Before the New York Red Bulls start their season with a CONCACAF Champions League quarterfinal (first leg) against the Vancouver Whitecaps on Wednesday, February 22. It will be the team’s 2017 season-opener, home-opener, first-ever CCL knockout round game, and the first time Sacha Kljestan will lead RBNY on to the field as captain for a competitive match.
For the occasion, as we assume he will do for every game he plays for RBNY this season, he will be wearing this baby.
Sorry, I meant this baby.
Paying tribute to three supporters groups’ that make up the South Ward at Red Bull Arena is a masterstroke from the new captain, and a welcome gesture after another turbulent off-season for RBNY fans.
At Red Bulls Media Day, Kljestan made clear he regarded the captaincy as an honor and he had a clear sense of what he wanted to achieve while wearing the armband. He recalled his feelings when we was first informed of his new responsibility by head coach Jesse Marsch: “I was proud, and my first feeling was that I am thankful that Jesse has that trust in me and my teammates have that trust in me.”
I am just proud to represent Jesse and the coaching staff and I want the fans to be proud of me as well.
For his part, Marsch clearly has confidence in his captain - a man he played alongside at Chivas USA before he moved into coaching. Kljestan has been a senior member of the team since he joined RBNY, and visibly a leader on the field: taking set pieces and penalties, assuming a central (figuratively and tactically) attacking role from the start.

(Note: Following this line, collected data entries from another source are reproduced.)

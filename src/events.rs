//! Event records and the per-thread growable buffer.
//!
//! Every intercepted call that is worth remembering appends one [`Event`]
//! to the calling thread's [`EventBuffer`]. The buffer is exclusively
//! owned by its thread, so the append path takes no locks; the only cost
//! beyond a clock read is an occasional doubling reallocation.
//!
//! Tracing is best effort: if a doubling fails the triggering event is
//! dropped, counted, and the host program proceeds untouched.

use crate::clock::Baseline;
use crate::errno::ErrnoGuard;
use std::collections::TryReserveError;

/// Initial buffer capacity, sized so short-lived workloads never grow.
pub const INITIAL_CAPACITY: usize = 100_000;

/// What an event records.
///
/// The discriminants are the wire codes emitted in the trace (`%02x`).
/// `Running` and `Finished` are reserved codes carried for trace-format
/// compatibility; the interception layer itself never emits them.
#[repr(u8)]
#[derive(Debug, Clone, Copy, PartialEq, Eq, Hash)]
pub enum EventKind {
    Running = 0x00,
    Finished = 0x01,
    ContinueMutex = 0x10,
    WaitMutex = 0x11,
    ContinueCond = 0x20,
    WaitCond = 0x21,
    SignalCond = 0x30,
    BroadcastCond = 0x40,
}

impl EventKind {
    /// Wire code for the trace line.
    pub fn code(self) -> u8 {
        self as u8
    }
}

/// One observed occurrence. Immutable once recorded.
#[derive(Debug, Clone, Copy, PartialEq)]
pub struct Event {
    /// Seconds elapsed since the baseline.
    pub when: f64,
    pub what: EventKind,
    /// Address of the synchronization object involved.
    pub subject: usize,
    /// Code address the intercepted call was made from.
    pub call_site: usize,
}

/// Owned, growable sequence of events local to one thread.
#[derive(Debug)]
pub struct EventBuffer {
    events: Vec<Event>,
    dropped: u64,
}

impl EventBuffer {
    /// Allocate a buffer, reporting allocation failure instead of aborting.
    ///
    /// The initial allocation is the one large enough to matter (tens of
    /// thousands of slots), so thread creation can surface exhaustion to
    /// the caller rather than crash the host.
    pub fn try_with_capacity(capacity: usize) -> Result<Self, TryReserveError> {
        let mut events = Vec::new();
        events.try_reserve_exact(capacity)?;
        Ok(Self { events, dropped: 0 })
    }

    /// Append one event, timestamped against `clock`.
    ///
    /// When the buffer is full its capacity doubles; if that reallocation
    /// fails the event is dropped and counted. The caller-visible errno is
    /// saved and restored across the append (allocation and clock reads
    /// may scribble on it), so recording never perturbs the error state of
    /// the intercepted call. O(1) amortized.
    pub fn record(&mut self, clock: &Baseline, what: EventKind, subject: usize, call_site: usize) {
        let _errno = ErrnoGuard::save();
        if self.events.len() == self.events.capacity() {
            let grow_by = self.events.capacity().max(1);
            if self.events.try_reserve_exact(grow_by).is_err() {
                self.dropped += 1;
                return;
            }
        }
        self.events.push(Event {
            when: clock.elapsed_seconds(),
            what,
            subject,
            call_site,
        });
    }

    /// Recorded events, in append order.
    pub fn events(&self) -> &[Event] {
        &self.events
    }

    pub fn len(&self) -> usize {
        self.events.len()
    }

    pub fn is_empty(&self) -> bool {
        self.events.is_empty()
    }

    pub fn capacity(&self) -> usize {
        self.events.capacity()
    }

    /// Events lost to failed reallocations.
    pub fn dropped(&self) -> u64 {
        self.dropped
    }
}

Marsch had no hesitation in sharing his feelings about Captain Kljestan at Media Day:
It almost wasn't a choice at all. I mean, he had served as sort of like the vice captain for two years. And it was a natural fit. I mean, there was a discussion within the staff, but -- you know, I think it was pretty clear that this is a guy who's our key, top leader right now.
I think the players already all look to him. He has such a quiet confidence and an ease to the way that he interacts with everyone around him. He makes people around him better, you know, by how he plays on the field, but also by how he treats them and how he interacts with them in their personal lives.
Marsch also opened up a little about some of the tactical adjustments that come with the visible change in formation the team has been working on in preseason. The move to the 4-2-2-2 brings with it a some broader tactical objectives:
Yes, we are moving a little bit to a two-forward system and some tactical shifts. It's even different than when we employed two strikers last year.
So we're trying to find ways to be a little bit more compact with our team tactically and see if we can control the kinds of chances and counter attacks that we give up to the opponent, and in there, also still build in a real clear sense of how we press, how we counter press, how we attack, how we be aggressive to play the way we want to play.
The adjustment will also ask Sacha to adjust his role:
I think even this year, you'll see when we play two strikers that Sacha at times will be the second striker, and which still will allow him to, I think, when we have the ball, to assume that number 10 role and that number 10 position.
But I think what it does is, is it puts our -- I think what it does is, more than anything, it means that our first line of pressure is a little bit more aggressive. It means that the way it connects with the players behind them means that we can be a little bit more compact. We can still achieve some of those things, whether we play with three strikers or whether you want to call it one, but we like the way that the rotations work with and without the ball.
And in general, the compactness that we're trying to create is -- we think that the evolution of our team and where we're at is that we want to still find ways to prevent giving up chances. So defensively, we want to be harder to play against. Knowing that we have a great complement of attacking players that are still very explosive in the attack, and that we're going to score goals.
As captain, Kljestan also has to help his teammates adjust to the new plan on the field. He sounded a lot like his coach when describing the tactical outlook for 2017 - which is, of course, one of the things a coach wants of his captain:
As we are trying to tweak the formation we are trying to be less susceptible from opening ourselves up and creating too much space between our lines.
We are working on ways to be tougher to break us down and making teams earning their chances against us, we will go through some growing pains and hopefully we will be better during the playoffs when we get there.
What I believe we will see out of Sacha Kljestan as the new captain for the New York Red Bulls is the same thing we got from Dax McCarty, both men are driven and both men always made sure to keep spirits up for their teammates when things aren’t going right. But Marsch was keen to emphasize that leadership is a collective concept at RBNY:
All along we've said the captain is not a one-man job. It's about a community of people. And so I think that certainly the two guys that will support Sacha the most will be Luis and Brad. So I think the three of them will really take on big leadership roles, and I think there's more room for other young guys to blossom into bigger leadership roles, too.
It will be a remodeled Red Bulls that take the field against Vancouver on Wednesday night. It will be just the first test of the team’s new system and new leadership, but it’s an important one. This is a club seemingly forever accused of not being able to get itself together for the playoffs. This year, it faces the challenge of playoffs on Day One. Kljestan has a more difficult start to his first season wearing the armband for RBNY than almost anyone who has preceded him.